## Data provided
··········

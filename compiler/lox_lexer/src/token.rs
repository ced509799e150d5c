//! Tokens produced by the scanner and their one-line rendering.

use std::fmt;

/// The closed set of token categories.
#[derive(Clone, Copy, Debug, PartialEq, Eq, Hash)]
pub enum TokenKind {
    // Single-character punctuation
    LeftParen,
    RightParen,
    LeftBrace,
    RightBrace,
    Comma,
    Dot,
    Minus,
    Plus,
    Semicolon,
    Slash,
    Star,

    // One or two character operators
    Bang,
    BangEqual,
    Equal,
    EqualEqual,
    Greater,
    GreaterEqual,
    Less,
    LessEqual,

    // Literals
    Identifier,
    String,
    Number,

    // Keywords
    And,
    Class,
    Else,
    False,
    Fun,
    For,
    If,
    Nil,
    Or,
    Print,
    Return,
    Super,
    This,
    True,
    Var,
    While,

    /// Synthetic end-of-input marker, always the last token.
    Eof,
}

impl TokenKind {
    /// The symbolic name used in token output (e.g. `LEFT_PAREN`).
    pub fn name(self) -> &'static str {
        match self {
            TokenKind::LeftParen => "LEFT_PAREN",
            TokenKind::RightParen => "RIGHT_PAREN",
            TokenKind::LeftBrace => "LEFT_BRACE",
            TokenKind::RightBrace => "RIGHT_BRACE",
            TokenKind::Comma => "COMMA",
            TokenKind::Dot => "DOT",
            TokenKind::Minus => "MINUS",
            TokenKind::Plus => "PLUS",
            TokenKind::Semicolon => "SEMICOLON",
            TokenKind::Slash => "SLASH",
            TokenKind::Star => "STAR",
            TokenKind::Bang => "BANG",
            TokenKind::BangEqual => "BANG_EQUAL",
            TokenKind::Equal => "EQUAL",
            TokenKind::EqualEqual => "EQUAL_EQUAL",
            TokenKind::Greater => "GREATER",
            TokenKind::GreaterEqual => "GREATER_EQUAL",
            TokenKind::Less => "LESS",
            TokenKind::LessEqual => "LESS_EQUAL",
            TokenKind::Identifier => "IDENTIFIER",
            TokenKind::String => "STRING",
            TokenKind::Number => "NUMBER",
            TokenKind::And => "AND",
            TokenKind::Class => "CLASS",
            TokenKind::Else => "ELSE",
            TokenKind::False => "FALSE",
            TokenKind::Fun => "FUN",
            TokenKind::For => "FOR",
            TokenKind::If => "IF",
            TokenKind::Nil => "NIL",
            TokenKind::Or => "OR",
            TokenKind::Print => "PRINT",
            TokenKind::Return => "RETURN",
            TokenKind::Super => "SUPER",
            TokenKind::This => "THIS",
            TokenKind::True => "TRUE",
            TokenKind::Var => "VAR",
            TokenKind::While => "WHILE",
            TokenKind::Eof => "EOF",
        }
    }

    /// Returns `true` for reserved words.
    pub fn is_keyword(self) -> bool {
        matches!(
            self,
            TokenKind::And
                | TokenKind::Class
                | TokenKind::Else
                | TokenKind::False
                | TokenKind::Fun
                | TokenKind::For
                | TokenKind::If
                | TokenKind::Nil
                | TokenKind::Or
                | TokenKind::Print
                | TokenKind::Return
                | TokenKind::Super
                | TokenKind::This
                | TokenKind::True
                | TokenKind::Var
                | TokenKind::While
        )
    }
}

impl fmt::Display for TokenKind {
    fn fmt(&self, f: &mut fmt::Formatter<'_>) -> fmt::Result {
        f.write_str(self.name())
    }
}

/// Normalized value carried by STRING and NUMBER tokens.
///
/// Numbers keep their canonical decimal text (see
/// [`canonicalize`](crate::number::canonicalize)) rather than an `f64`, so the
/// rendered literal never drifts from the source digits.
#[derive(Clone, Debug, PartialEq, Eq, Hash)]
pub enum Literal {
    /// String contents with the surrounding quotes removed.
    Str(String),
    /// Canonical decimal form, always containing exactly one `.`.
    Num(String),
}

impl fmt::Display for Literal {
    fn fmt(&self, f: &mut fmt::Formatter<'_>) -> fmt::Result {
        match self {
            Literal::Str(s) | Literal::Num(s) => f.write_str(s),
        }
    }
}

/// A scanned token. Immutable once built.
#[derive(Clone, Debug, PartialEq, Eq, Hash)]
pub struct Token {
    pub kind: TokenKind,
    /// Exact source text the token was recognized from.
    pub lexeme: String,
    pub literal: Option<Literal>,
}

impl Token {
    pub fn new(kind: TokenKind, lexeme: impl Into<String>, literal: Option<Literal>) -> Self {
        Self {
            kind,
            lexeme: lexeme.into(),
            literal,
        }
    }

    /// The end-of-input marker: empty lexeme, no literal.
    pub fn eof() -> Self {
        Self::new(TokenKind::Eof, String::new(), None)
    }
}

/// Renders `<KIND> <lexeme> <literal-or-null>`.
impl fmt::Display for Token {
    fn fmt(&self, f: &mut fmt::Formatter<'_>) -> fmt::Result {
        write!(f, "{} {} ", self.kind, self.lexeme)?;
        match &self.literal {
            Some(literal) => write!(f, "{literal}"),
            None => f.write_str("null"),
        }
    }
}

··········

## Brief
An exact copy of all the entries is the required answer.

## Answer section
filename compiler/lox_lexer/src/token.rs
repository ced509799e150d5c
//! Tokens produced by the scanner and their one-line rendering.

use std::fmt;

/// The closed set of token categories.
#[derive(Clone, Copy, Debug, PartialEq, Eq, Hash)]
pub enum TokenKind {
    // Single-character punctuation
    LeftParen,
    RightParen,
    LeftBrace,
    RightBrace,
    Comma,
    Dot,
    Minus,
    Plus,
    Semicolon,
    Slash,
    Star,

    // One or two character operators
    Bang,
    BangEqual,
    Equal,
    EqualEqual,
    Greater,
    GreaterEqual,
    Less,
    LessEqual,

    // Literals
    Identifier,
    String,
    Number,

    // Keywords
    And,
    Class,
    Else,
    False,
    Fun,
    For,
    If,
    Nil,
    Or,
    Print,
    Return,
    Super,
    This,
    True,
    Var,
    While,

    /// Synthetic end-of-input marker, always the last token.
    Eof,
}

impl TokenKind {
    /// The symbolic name used in token output (e.g. `LEFT_PAREN`).
    pub fn name(self) -> &'static str {
        match self {
            TokenKind::LeftParen => "LEFT_PAREN",
            TokenKind::RightParen => "RIGHT_PAREN",
            TokenKind::LeftBrace => "LEFT_BRACE",
            TokenKind::RightBrace => "RIGHT_BRACE",
            TokenKind::Comma => "COMMA",
            TokenKind::Dot => "DOT",
            TokenKind::Minus => "MINUS",
            TokenKind::Plus => "PLUS",
            TokenKind::Semicolon => "SEMICOLON",
            TokenKind::Slash => "SLASH",
            TokenKind::Star => "STAR",
            TokenKind::Bang => "BANG",
            TokenKind::BangEqual => "BANG_EQUAL",
            TokenKind::Equal => "EQUAL",
            TokenKind::EqualEqual => "EQUAL_EQUAL",
            TokenKind::Greater => "GREATER",
            TokenKind::GreaterEqual => "GREATER_EQUAL",
            TokenKind::Less => "LESS",
            TokenKind::LessEqual => "LESS_EQUAL",
            TokenKind::Identifier => "IDENTIFIER",
            TokenKind::String => "STRING",
            TokenKind::Number => "NUMBER",
            TokenKind::And => "AND",
            TokenKind::Class => "CLASS",
            TokenKind::Else => "ELSE",
            TokenKind::False => "FALSE",
            TokenKind::Fun => "FUN",
            TokenKind::For => "FOR",
            TokenKind::If => "IF",
            TokenKind::Nil => "NIL",
            TokenKind::Or => "OR",
            TokenKind::Print => "PRINT",
            TokenKind::Return => "RETURN",
            TokenKind::Super => "SUPER",
            TokenKind::This => "THIS",
            TokenKind::True => "TRUE",
            TokenKind::Var => "VAR",
            TokenKind::While => "WHILE",
            TokenKind::Eof => "EOF",
        }
    }

    /// Returns `true` for reserved words.
    pub fn is_keyword(self) -> bool {
        matches!(
            self,
            TokenKind::And
                | TokenKind::Class
                | TokenKind::Else
                | TokenKind::False
                | TokenKind::Fun
                | TokenKind::For
                | TokenKind::If
                | TokenKind::Nil
                | TokenKind::Or
                | TokenKind::Print
                | TokenKind::Return
                | TokenKind::Super
                | TokenKind::This
                | TokenKind::True
                | TokenKind::Var
                | TokenKind::While
        )
    }
}

impl fmt::Display for TokenKind {
    fn fmt(&self, f: &mut fmt::Formatter<'_>) -> fmt::Result {
        f.write_str(self.name())
    }
}

/// Normalized value carried by STRING and NUMBER tokens.
///
/// Numbers keep their canonical decimal text (see
/// [`canonicalize`](crate::number::canonicalize)) rather than an `f64`, so the
/// rendered literal never drifts from the source digits.
#[derive(Clone, Debug, PartialEq, Eq, Hash)]
pub enum Literal {
    /// String contents with the surrounding quotes removed.
    Str(String),
    /// Canonical decimal form, always containing exactly one `.`.
    Num(String),
}

impl fmt::Display for Literal {
    fn fmt(&self, f: &mut fmt::Formatter<'_>) -> fmt::Result {
        match self {
            Literal::Str(s) | Literal::Num(s) => f.write_str(s),
        }
    }
}

/// A scanned token. Immutable once built.
#[derive(Clone, Debug, PartialEq, Eq, Hash)]
pub struct Token {
    pub kind: TokenKind,
    /// Exact source text the token was recognized from.
    pub lexeme: String,
    pub literal: Option<Literal>,
}

impl Token {
    pub fn new(kind: TokenKind, lexeme: impl Into<String>, literal: Option<Literal>) -> Self {
        Self {
            kind,
            lexeme: lexeme.into(),
            literal,
        }
    }

    /// The end-of-input marker: empty lexeme, no literal.
    pub fn eof() -> Self {
        Self::new(TokenKind::Eof, String::new(), None)
    }
}

/// Renders `<KIND> <lexeme> <literal-or-null>`.
impl fmt::Display for Token {
    fn fmt(&self, f: &mut fmt::Formatter<'_>) -> fmt::Result {
        write!(f, "{} {} ", self.kind, self.lexeme)?;
        match &self.literal {
            Some(literal) => write!(f, "{literal}"),
            None => f.write_str("null"),
        }
    }
}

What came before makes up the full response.